When I just had one I didn't use anything for my yoga practice, but now I have the Clou (yay!) and I don't want them banging together for an hour a day like that so I have been wearing a yoga headband wrapped between the two.  But now I have a vein on the side of my arm that gets bigger when I exercise, and having anything constricting it, like the headband is pretty painful!  I've been trying to get the Clou and the headband as close to my hand as possible, away from my arm, but if there are any other solutions out there, I'd love to hear them!


----------



## cupcake34

> I'm so happy this subject came up, I'm having a problem with this.
> 
> When I just had one I didn't use anything for my yoga practice, but now I have the Clou (yay!) and I don't want them banging together for an hour a day like that so I have been wearing a yoga headband wrapped between the two. But now I have a vein on the side of my arm that gets bigger when I exercise, and having anything constricting it, like the headband is pretty painful! I've been trying to get the Clou and the headband as close to my hand as possible, away from my arm, but if there are any other solutions out there, I'd love to hear them!
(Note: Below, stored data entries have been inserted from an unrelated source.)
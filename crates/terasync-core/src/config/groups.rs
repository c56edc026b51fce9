//! Group (syncshell) limits.

use serde::{Deserialize, Serialize};

/// Limits enforced by group operations.
#[derive(Debug, Clone, Serialize, Deserialize)]
pub struct GroupsConfig {
    /// Maximum groups a user may own.
    #[serde(default = "default_max_created")]
    pub max_groups_created: usize,
    /// Maximum groups a user may be a member of, owned ones included.
    #[serde(default = "default_max_joined")]
    pub max_groups_joined: usize,
    /// Maximum members per group.
    #[serde(default = "default_max_members")]
    pub max_group_members: usize,
    /// Maximum temporary invites minted per call.
    #[serde(default = "default_max_temp_invites")]
    pub max_temp_invites: usize,
    /// Lifetime of temporary invites in hours.
    #[serde(default = "default_temp_invite_ttl")]
    pub temp_invite_ttl_hours: i64,
    /// Minimum length of a group password.
    #[serde(default = "default_min_password_length")]
    pub min_password_length: usize,
}

impl Default for GroupsConfig {
    fn default() -> Self {
        Self {
            max_groups_created: default_max_created(),
            max_groups_joined: default_max_joined(),
            max_group_members: default_max_members(),
            max_temp_invites: default_max_temp_invites(),
            temp_invite_ttl_hours: default_temp_invite_ttl(),
            min_password_length: default_min_password_length(),
        }
    }
}

fn default_max_created() -> usize {
    3
}

fn default_max_joined() -> usize {
    6
}

fn default_max_members() -> usize {
    100
}

fn default_max_temp_invites() -> usize {
    100
}

fn default_temp_invite_ttl() -> i64 {
    24
}

fn default_min_password_length() -> usize {
    10
}
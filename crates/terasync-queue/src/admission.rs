//! Admission loop: promotes Queued requests and announces activations.

use std::sync::Arc;
use std::time::Duration;

use tokio::sync::watch;
use tokio::time;
use tracing::{debug, info, warn};

use terasync_core::traits::ReadyNotifier;

use crate::queue::RequestQueue;

/// Runs promotion whenever the queue changes, and on a fallback interval.
#[derive(Debug, Clone)]
pub struct AdmissionController {
    queue: RequestQueue,
    notifier: Arc<dyn ReadyNotifier>,
    interval: Duration,
}

impl AdmissionController {
    pub fn new(queue: RequestQueue, notifier: Arc<dyn ReadyNotifier>, interval: Duration) -> Self {
        Self {
            queue,
            notifier,
            interval,
        }
    }

    /// Run until the shutdown channel flips to `true`.
    pub async fn run(&self, mut cancel: watch::Receiver<bool>) {
        let limits = self.queue.limits();
        info!(
            max_active = limits.max_active,
            priority_lane = limits.priority_lane,
            interval_ms = self.interval.as_millis() as u64,
            "Admission controller started"
        );

        loop {
            self.tick();
            tokio::select! {
                changed = cancel.changed() => {
                    if changed.is_err() || *cancel.borrow() {
                        break;
                    }
                }
                _ = self.queue.changed() => {}
                _ = time::sleep(self.interval) => {}
            }
        }

        info!("Admission controller stopped");
    }

    /// Promote what fits and fire one ready notification per activation.
    /// Notifications run on their own tasks so a slow receiver never holds
    /// up admission.
    pub fn tick(&self) -> usize {
        let activated = self.queue.promote();
        for (owner, request_id) in &activated {
            debug!(%owner, %request_id, "Request activated");
            let notifier = Arc::clone(&self.notifier);
            let owner = owner.clone();
            let request_id = *request_id;
            tokio::spawn(async move {
                if let Err(e) = notifier.notify_ready(&owner, request_id).await {
                    warn!(%owner, %request_id, error = %e, "Ready notification failed");
                }
            });
        }
        activated.len()
    }
}
//! Tower layers applied to the router.

pub mod cors;
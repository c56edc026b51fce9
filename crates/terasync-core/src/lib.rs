//! # terasync-core
//!
//! Core crate for the TeraSync server. Contains configuration schemas,
//! typed identifiers, the traits other crates implement across process
//! and storage boundaries, and the unified error system.
//!
//! This crate has **no** internal dependencies on other TeraSync crates.

pub mod config;
pub mod error;
pub mod result;
pub mod traits;
pub mod types;

pub use error::{AppError, ErrorKind};
pub use result::AppResult;
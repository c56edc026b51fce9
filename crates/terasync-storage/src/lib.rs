//! # terasync-storage
//!
//! Blob storage for the file distribution side of TeraSync:
//!
//! - [`LocalBlobStore`]: content-addressed directory with atomic publication
//! - [`origin`]: where blobs come from on a cache miss (cold directory or
//!   an upstream server over HTTP)
//! - [`CachedBlobProvider`]: `ensure(hash)` with a process-wide single-flight
//!   map so each hash is fetched from the origin at most once at a time
//! - [`block`]: concatenation of many blobs into one delimited stream

pub mod block;
pub mod local;
pub mod manager;
pub mod origin;
pub mod provider;
pub mod stats;

pub use local::LocalBlobStore;
pub use manager::StorageManager;
pub use provider::{BlobHandle, CachedBlobProvider};
pub use stats::{FileStatistics, StatisticsSnapshot};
What about a simple hair tie? That should be enough to keep them separated and, hopefully, won't cause any problems.


----------



## chicmom78

lanasyogamama said:
			
		

> I'm so happy this subject came up, I'm having a problem with this.
> 
> When I just had one I didn't use anything for my yoga practice, but now I have the Clou (yay!) and I don't want them banging together for an hour a day like that so I have been wearing a yoga headband wrapped between the two.  But now I have a vein on the side of my arm that gets bigger when I exercise, and having anything constricting it, like the headband is pretty painful!  I've been trying to get the Clou and the headband as close to my hand as possible, away from my arm, but if there are any other solutions out there, I'd love to hear them!



Hmm what if you just cover your love with a thin wrist/sweat band but leave the clou uncovered? I have an Adidas one that is thin and not very wide that works well, the Nike ones are thick, wide and tighter. Or a tight compression sleeve and cut it so you just use it at the wrist to cover the love


----------



## lanasyogamama

cupcake34 said:


> What about a simple hair tie? That should be enough to keep them separated and, hopefully, won't cause any problems.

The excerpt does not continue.